**EXERCISE DIRECTIONS**
Filter the data below for the string "derive" and copy each matching line.

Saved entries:
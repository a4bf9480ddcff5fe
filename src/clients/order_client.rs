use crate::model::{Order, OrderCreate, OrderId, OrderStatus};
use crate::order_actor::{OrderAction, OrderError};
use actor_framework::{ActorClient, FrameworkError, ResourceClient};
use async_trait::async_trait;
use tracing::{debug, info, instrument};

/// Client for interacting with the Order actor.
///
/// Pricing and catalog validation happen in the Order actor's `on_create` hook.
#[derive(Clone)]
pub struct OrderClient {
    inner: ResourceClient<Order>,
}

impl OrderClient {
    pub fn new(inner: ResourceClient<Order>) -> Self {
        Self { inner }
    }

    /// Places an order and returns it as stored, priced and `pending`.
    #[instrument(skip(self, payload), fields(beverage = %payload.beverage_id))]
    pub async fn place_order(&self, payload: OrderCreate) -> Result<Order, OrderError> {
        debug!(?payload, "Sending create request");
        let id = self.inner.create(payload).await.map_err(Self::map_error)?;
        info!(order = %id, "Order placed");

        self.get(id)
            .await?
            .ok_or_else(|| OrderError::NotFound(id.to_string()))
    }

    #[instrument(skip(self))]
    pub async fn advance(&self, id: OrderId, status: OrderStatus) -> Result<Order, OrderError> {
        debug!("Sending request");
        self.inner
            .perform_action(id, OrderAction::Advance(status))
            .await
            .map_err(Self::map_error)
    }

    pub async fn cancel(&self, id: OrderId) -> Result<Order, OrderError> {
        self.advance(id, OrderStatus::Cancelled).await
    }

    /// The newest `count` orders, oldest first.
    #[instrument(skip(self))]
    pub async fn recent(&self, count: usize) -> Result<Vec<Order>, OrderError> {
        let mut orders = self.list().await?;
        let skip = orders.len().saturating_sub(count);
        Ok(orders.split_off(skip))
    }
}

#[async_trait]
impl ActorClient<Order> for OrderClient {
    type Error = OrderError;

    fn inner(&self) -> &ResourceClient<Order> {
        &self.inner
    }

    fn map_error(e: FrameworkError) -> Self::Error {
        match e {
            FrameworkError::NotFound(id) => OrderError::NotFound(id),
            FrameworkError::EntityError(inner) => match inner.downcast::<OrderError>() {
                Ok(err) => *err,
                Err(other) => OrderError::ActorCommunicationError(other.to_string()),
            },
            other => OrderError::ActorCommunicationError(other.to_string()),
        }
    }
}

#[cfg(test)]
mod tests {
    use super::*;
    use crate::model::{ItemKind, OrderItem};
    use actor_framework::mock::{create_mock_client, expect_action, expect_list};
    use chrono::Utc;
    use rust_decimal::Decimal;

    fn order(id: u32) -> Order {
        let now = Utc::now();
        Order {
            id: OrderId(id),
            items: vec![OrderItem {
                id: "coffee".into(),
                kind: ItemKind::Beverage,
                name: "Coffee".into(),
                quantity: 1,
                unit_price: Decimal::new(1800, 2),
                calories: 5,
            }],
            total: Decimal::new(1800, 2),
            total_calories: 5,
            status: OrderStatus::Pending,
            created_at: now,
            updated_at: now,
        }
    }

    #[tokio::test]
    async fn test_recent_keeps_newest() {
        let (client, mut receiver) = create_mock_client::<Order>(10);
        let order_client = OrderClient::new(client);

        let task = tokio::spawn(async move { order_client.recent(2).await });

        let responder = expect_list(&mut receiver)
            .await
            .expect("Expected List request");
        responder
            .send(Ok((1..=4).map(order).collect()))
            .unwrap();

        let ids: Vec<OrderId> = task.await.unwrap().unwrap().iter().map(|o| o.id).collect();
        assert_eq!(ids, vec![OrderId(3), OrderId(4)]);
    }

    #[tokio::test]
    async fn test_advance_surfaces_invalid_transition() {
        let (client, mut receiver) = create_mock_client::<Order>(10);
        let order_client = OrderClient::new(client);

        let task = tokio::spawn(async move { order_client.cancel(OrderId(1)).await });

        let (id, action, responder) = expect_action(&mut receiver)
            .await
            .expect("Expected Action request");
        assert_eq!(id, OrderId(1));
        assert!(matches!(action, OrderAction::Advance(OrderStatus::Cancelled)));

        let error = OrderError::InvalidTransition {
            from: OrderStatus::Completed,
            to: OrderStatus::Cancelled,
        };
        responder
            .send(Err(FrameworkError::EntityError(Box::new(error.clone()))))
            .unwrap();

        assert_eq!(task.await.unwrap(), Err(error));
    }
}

---

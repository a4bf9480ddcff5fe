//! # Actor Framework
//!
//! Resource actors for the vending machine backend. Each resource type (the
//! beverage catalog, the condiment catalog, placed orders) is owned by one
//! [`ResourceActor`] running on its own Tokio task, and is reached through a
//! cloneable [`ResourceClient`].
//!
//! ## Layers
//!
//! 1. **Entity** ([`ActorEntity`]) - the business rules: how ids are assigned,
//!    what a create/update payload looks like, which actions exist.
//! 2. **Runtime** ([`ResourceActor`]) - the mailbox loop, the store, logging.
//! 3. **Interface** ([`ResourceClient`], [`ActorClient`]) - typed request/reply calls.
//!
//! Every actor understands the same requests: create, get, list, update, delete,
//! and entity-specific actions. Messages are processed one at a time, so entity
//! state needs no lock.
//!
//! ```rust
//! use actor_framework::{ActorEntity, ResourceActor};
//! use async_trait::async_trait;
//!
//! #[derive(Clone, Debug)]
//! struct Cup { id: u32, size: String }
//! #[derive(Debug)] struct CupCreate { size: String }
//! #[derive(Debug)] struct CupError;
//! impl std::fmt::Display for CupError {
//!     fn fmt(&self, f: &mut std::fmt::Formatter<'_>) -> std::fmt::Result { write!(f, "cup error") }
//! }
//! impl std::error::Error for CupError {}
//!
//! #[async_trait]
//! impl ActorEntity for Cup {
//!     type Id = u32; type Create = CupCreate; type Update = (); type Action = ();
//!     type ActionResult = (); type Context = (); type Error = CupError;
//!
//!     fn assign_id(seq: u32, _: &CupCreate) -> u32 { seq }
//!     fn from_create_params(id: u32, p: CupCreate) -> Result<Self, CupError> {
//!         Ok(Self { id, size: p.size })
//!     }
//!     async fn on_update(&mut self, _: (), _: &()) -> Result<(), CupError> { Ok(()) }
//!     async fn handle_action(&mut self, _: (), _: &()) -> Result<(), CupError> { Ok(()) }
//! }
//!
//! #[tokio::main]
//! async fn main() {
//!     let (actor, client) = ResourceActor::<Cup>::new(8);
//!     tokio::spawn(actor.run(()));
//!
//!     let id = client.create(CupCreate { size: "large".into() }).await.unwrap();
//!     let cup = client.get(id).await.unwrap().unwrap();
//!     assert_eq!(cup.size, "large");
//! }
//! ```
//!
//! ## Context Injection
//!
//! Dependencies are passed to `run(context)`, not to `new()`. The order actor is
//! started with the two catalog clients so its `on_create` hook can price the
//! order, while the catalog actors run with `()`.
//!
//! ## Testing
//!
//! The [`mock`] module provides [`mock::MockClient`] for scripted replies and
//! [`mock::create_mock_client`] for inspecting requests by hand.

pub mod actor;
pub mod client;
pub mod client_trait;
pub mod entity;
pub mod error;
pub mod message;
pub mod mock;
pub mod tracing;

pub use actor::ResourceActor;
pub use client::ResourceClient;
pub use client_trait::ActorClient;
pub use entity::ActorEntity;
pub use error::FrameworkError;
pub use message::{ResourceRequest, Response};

==

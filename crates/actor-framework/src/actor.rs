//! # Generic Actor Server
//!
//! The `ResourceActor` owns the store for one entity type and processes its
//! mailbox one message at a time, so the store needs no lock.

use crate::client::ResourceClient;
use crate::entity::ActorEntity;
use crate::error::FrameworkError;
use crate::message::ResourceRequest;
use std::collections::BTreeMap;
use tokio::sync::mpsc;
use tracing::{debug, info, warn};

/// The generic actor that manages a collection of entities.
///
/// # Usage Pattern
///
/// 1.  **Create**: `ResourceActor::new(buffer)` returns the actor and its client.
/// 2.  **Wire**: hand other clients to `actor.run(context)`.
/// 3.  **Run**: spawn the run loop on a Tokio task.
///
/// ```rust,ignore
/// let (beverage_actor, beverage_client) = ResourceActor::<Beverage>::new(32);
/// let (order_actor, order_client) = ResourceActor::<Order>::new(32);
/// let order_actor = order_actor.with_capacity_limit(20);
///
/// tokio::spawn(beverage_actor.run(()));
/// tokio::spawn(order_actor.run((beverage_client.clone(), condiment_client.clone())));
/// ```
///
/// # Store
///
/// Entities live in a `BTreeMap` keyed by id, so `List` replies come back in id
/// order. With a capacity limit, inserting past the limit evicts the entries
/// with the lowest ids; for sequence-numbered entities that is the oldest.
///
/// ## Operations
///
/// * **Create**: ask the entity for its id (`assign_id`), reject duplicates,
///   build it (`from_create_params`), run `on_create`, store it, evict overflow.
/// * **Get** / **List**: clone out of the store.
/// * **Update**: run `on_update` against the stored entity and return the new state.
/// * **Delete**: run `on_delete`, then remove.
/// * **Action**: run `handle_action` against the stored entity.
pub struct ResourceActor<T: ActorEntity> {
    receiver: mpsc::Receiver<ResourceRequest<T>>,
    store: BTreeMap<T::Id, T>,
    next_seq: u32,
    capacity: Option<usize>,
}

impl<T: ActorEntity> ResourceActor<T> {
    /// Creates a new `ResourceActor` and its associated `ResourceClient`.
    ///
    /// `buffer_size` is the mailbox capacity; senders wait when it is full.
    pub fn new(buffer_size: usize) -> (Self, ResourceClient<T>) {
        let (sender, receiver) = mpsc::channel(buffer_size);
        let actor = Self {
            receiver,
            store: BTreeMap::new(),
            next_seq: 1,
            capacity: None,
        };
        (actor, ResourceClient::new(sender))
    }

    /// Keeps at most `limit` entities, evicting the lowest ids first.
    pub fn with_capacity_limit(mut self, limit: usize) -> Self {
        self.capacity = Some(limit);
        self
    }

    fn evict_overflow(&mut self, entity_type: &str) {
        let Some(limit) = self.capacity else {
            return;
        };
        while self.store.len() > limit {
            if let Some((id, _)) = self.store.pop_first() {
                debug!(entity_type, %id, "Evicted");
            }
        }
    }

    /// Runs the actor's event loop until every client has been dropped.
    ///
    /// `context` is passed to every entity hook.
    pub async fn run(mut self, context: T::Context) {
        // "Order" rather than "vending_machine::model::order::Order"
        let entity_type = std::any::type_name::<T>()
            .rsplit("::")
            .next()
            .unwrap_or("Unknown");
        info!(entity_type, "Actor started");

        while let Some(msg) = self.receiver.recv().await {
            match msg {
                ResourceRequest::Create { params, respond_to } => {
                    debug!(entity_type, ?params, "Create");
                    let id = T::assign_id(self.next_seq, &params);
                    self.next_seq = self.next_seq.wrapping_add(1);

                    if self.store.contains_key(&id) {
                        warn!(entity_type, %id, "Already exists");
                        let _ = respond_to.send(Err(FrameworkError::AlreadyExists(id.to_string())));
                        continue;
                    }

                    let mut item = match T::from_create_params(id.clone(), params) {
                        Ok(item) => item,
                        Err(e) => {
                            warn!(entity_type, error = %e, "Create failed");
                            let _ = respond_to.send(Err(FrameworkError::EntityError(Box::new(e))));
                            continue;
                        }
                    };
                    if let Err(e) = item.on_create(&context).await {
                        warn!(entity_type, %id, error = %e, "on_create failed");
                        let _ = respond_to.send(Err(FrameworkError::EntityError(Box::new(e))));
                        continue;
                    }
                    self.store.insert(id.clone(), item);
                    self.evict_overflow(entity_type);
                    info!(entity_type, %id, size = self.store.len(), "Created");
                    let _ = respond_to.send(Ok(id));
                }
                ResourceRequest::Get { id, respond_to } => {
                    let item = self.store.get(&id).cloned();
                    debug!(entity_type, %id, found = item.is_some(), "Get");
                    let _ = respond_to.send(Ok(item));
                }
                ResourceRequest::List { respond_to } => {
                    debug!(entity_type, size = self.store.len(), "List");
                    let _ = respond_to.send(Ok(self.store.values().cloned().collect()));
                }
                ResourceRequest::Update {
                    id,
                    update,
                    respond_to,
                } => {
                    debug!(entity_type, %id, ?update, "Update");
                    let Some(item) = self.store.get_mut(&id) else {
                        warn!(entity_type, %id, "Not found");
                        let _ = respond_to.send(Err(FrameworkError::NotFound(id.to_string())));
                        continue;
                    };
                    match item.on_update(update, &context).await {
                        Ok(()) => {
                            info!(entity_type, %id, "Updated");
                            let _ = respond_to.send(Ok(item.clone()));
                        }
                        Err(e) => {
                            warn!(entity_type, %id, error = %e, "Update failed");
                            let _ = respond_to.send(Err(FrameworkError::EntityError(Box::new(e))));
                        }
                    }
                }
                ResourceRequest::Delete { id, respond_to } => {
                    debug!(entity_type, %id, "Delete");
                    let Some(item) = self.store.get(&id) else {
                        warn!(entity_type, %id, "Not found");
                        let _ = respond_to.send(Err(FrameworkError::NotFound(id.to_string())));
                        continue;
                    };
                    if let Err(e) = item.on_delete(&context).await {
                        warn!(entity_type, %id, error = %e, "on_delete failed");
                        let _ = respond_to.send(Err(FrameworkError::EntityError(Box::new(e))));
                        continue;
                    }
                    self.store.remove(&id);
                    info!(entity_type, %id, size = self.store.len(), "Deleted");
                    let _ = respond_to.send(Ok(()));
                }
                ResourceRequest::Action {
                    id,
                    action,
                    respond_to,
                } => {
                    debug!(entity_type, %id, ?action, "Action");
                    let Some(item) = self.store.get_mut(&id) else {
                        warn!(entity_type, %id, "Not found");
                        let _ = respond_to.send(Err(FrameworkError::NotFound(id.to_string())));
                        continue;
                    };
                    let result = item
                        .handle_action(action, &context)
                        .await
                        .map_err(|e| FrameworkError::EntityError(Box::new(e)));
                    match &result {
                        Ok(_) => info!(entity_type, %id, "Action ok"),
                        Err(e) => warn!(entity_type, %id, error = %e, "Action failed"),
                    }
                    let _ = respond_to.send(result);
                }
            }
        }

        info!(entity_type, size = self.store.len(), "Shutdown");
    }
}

**RESPONSE FOR THIS EXERCISE**
#[derive(Clone)]
//! #[derive(Clone, Debug)]
//! #[derive(Debug)] struct CupCreate { size: String }
//! #[derive(Debug)] struct CupError;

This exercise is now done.